This may seem too fantastic for easy comprehension but if it does manage to sink in, it will leave your throat with a damp lump.
It is always a great privilege to read Thomas Hardy, and when it comes to the apt portrayal of the Victorian era, I think that he surpasses all his contemporaries with ease. Hardy’s novels are never about the plot, are never as exciting as those court room dramas… but the way his characters force you to empathize with them, almost feel similarly, and leave you with a feeling of emptiness sets him apart from all novelists of his time and further…..But alas! this is not about eulogizing Thomas Hardy, but about one of his most read works Tess of the D’Urbervilles.

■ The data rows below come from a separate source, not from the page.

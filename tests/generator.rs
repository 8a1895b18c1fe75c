use ai_content_studio::config::Config;
use ai_content_studio::export;
use ai_content_studio::*;
use std::sync::{Arc, Mutex};
use std::time::{Duration, Instant};

fn generator() -> TemplateGenerator {
    TemplateGenerator::new(&Config::immediate())
}

#[tokio::test]
async fn test_generator_produces_script_and_thumbnail() {
    let generator = generator();
    let script = generator
        .generate_script(&ScriptRequest::new("bread baking").with_length(Length::Long))
        .await
        .unwrap();
    assert_eq!(script.main_points.len(), 7);

    let thumb = generator
        .generate_thumbnail(&ThumbnailRequest::new(
            "bread baking",
            Mood::Professional,
            ColorScheme::Monochrome,
        ))
        .await
        .unwrap();
    assert_eq!(thumb.variations.len(), 4);
}

#[tokio::test]
async fn test_concurrent_requests_are_independent() {
    let generator: Arc<dyn ContentGenerator> = Arc::new(generator());
    let short = ScriptRequest::new("first topic").with_length(Length::Short);
    let long = ScriptRequest::new("second topic")
        .with_length(Length::Long)
        .with_content_type(ContentType::Interview);

    let (a, b) = tokio::join!(
        generator.generate_script(&short),
        generator.generate_script(&long)
    );
    let (a, b) = (a.unwrap(), b.unwrap());

    assert_eq!(a.main_points.len(), 3);
    assert_eq!(b.main_points.len(), 7);
    assert!(a.hook.contains("first topic"));
    assert!(b.hook.contains("second topic"));
}

#[tokio::test]
async fn test_spawned_generation_is_send() {
    let generator = Arc::new(generator());
    let handle = tokio::spawn({
        let generator = Arc::clone(&generator);
        async move {
            generator
                .generate_script(&ScriptRequest::new("spawned"))
                .await
        }
    });
    let script = handle.await.unwrap().unwrap();
    assert_eq!(script.seo_keywords[0], "spawned");
}

#[tokio::test]
async fn test_configured_latency_is_applied() {
    let cfg = Config {
        script_latency_ms: 50,
        ..Config::immediate()
    };
    let generator = TemplateGenerator::new(&cfg);

    let started = Instant::now();
    generator
        .generate_script(&ScriptRequest::new("patience"))
        .await
        .unwrap();
    assert!(started.elapsed() >= Duration::from_millis(50));
}

#[tokio::test]
async fn test_validation_error_propagates() {
    let err = generator()
        .generate_thumbnail(&ThumbnailRequest::new(" ", Mood::Trendy, ColorScheme::Neon))
        .await
        .unwrap_err();
    assert!(err.is_validation());
}

#[tokio::test]
async fn test_log_hook_receives_progress_lines() {
    let lines = Arc::new(Mutex::new(Vec::<String>::new()));
    let sink = Arc::clone(&lines);
    set_log_hook(Some(Arc::new(Mutex::new(move |line: &str| {
        sink.lock().unwrap().push(line.to_string());
    }))));

    generator()
        .generate_script(&ScriptRequest::new("log hooks"))
        .await
        .unwrap();
    set_log_hook(None);

    let lines = lines.lock().unwrap();
    assert!(lines.iter().any(|l| l.starts_with("[INFO]") && l.contains("log hooks")));
    assert!(lines.iter().any(|l| l.starts_with("[OK] Script ready")));
}

#[tokio::test]
async fn test_saved_exports_land_in_output_dirs() {
    let root = tempfile::tempdir().unwrap();
    let cfg = Config {
        output_dir: root.path().join("output"),
        ..Config::immediate()
    };
    init::ensure_directories(&cfg).await.unwrap();

    let request = ScriptRequest::new("Time Management").with_length(Length::Short);
    let script = generate_script_with(&request, &mut selector::FixedSelector(2)).unwrap();
    let path = export::write_script(&cfg.scripts_dir(), &script, &request)
        .await
        .unwrap();
    assert_eq!(
        path.file_name().unwrap(),
        "time_management_tutorial__from_beginner_to_expert_script.txt"
    );
    let text = tokio::fs::read_to_string(&path).await.unwrap();
    assert!(text.starts_with("Time Management Tutorial: From Beginner to Expert\n"));

    let thumb_req = ThumbnailRequest::new("Time Management", Mood::Energetic, ColorScheme::Vibrant);
    let thumb = generate_thumbnail(&thumb_req).unwrap();
    let path = export::write_thumbnail(&cfg.thumbnails_dir(), &thumb, &thumb_req.topic)
        .await
        .unwrap();
    let json = tokio::fs::read_to_string(&path).await.unwrap();
    let parsed: GeneratedThumbnail = serde_json::from_str(&json).unwrap();
    assert_eq!(parsed, thumb);
}

#[tokio::test]
async fn test_long_topic_saves_with_capped_file_name() {
    let root = tempfile::tempdir().unwrap();
    let request = ScriptRequest::new("a".repeat(300));
    let script = generate_script_with(&request, &mut selector::FixedSelector(0)).unwrap();

    let path = export::write_script(root.path(), &script, &request)
        .await
        .unwrap();
    let name = path.file_name().unwrap().to_str().unwrap();
    assert!(name.len() <= export::MAX_SLUG_CHARS + "_script.txt".len());
    assert!(name.starts_with("the_complete_aaa"));
    assert!(name.ends_with("_script.txt"));
    assert!(tokio::fs::metadata(&path).await.unwrap().is_file());
}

The back cover of the novel says “her seduction by a rich relative, her work as a dairy maid. her romance and marriage with Angel Clare. her abandonment by her husband on the wedding night, her misfortunes and hardships which send her back to the arms of her seducer, the return of the repentant husband, her murder of the seducer in a fit of frustrated rage, her arrest and subsequent hanging…..”
What if I say that Tess was a pure woman…And keep on saying that for the whole day.. You will be forced to believe that it was true..No matter how absurd or how empty my argument is..
The same is true with the novel. Hardy keeps on telling that Tess is a pure woman, who is beyond all senses of goods and evils…and keeps on reciting events that corroborate his arguement..All this is expedient, grotesque…But how do you show your dissent to a man who resides in his grave..Yes, Tess of the D’urberville tests your patience and tries to force you to believe into its absurdities despite your perseverance. Hardy says that all that happened with Tess was purely out of circumstances, quite out of proportion of our generation that makes us believe that “life is about choices we make” . Yes the events that happen with Tess are grave and odious. The pathos she is faced with, makes you sympathize with her. But I simply cannot comprehend why under the fit of passion she could kill her seducer when there could have been merrier ways of reconciliation. I cannot fathom how and why she could not tell her erstwhile misshapennings before she got wedded to Angel Clare. Most of the novel seems to be written out of passion and less with practicality, and hence turns out to be not as good as other of Hardy’s novels. Well, it does leave you with a lump in your throat, but what use is it when it makes you travel through sheer absurdities and magnificent unfathomable events.
After this I hardly think that you will be picking up this novel and wasting your time. Rather watch the less acclaimed movie Trishna( 2011) starring Frieda Pinto that is based on the Hardy’s work. If you feel impressed by the genre it traverses, then go ahead and pick the book, else refrain from this deeply ” pessimistic, disagreeable and immoral” work.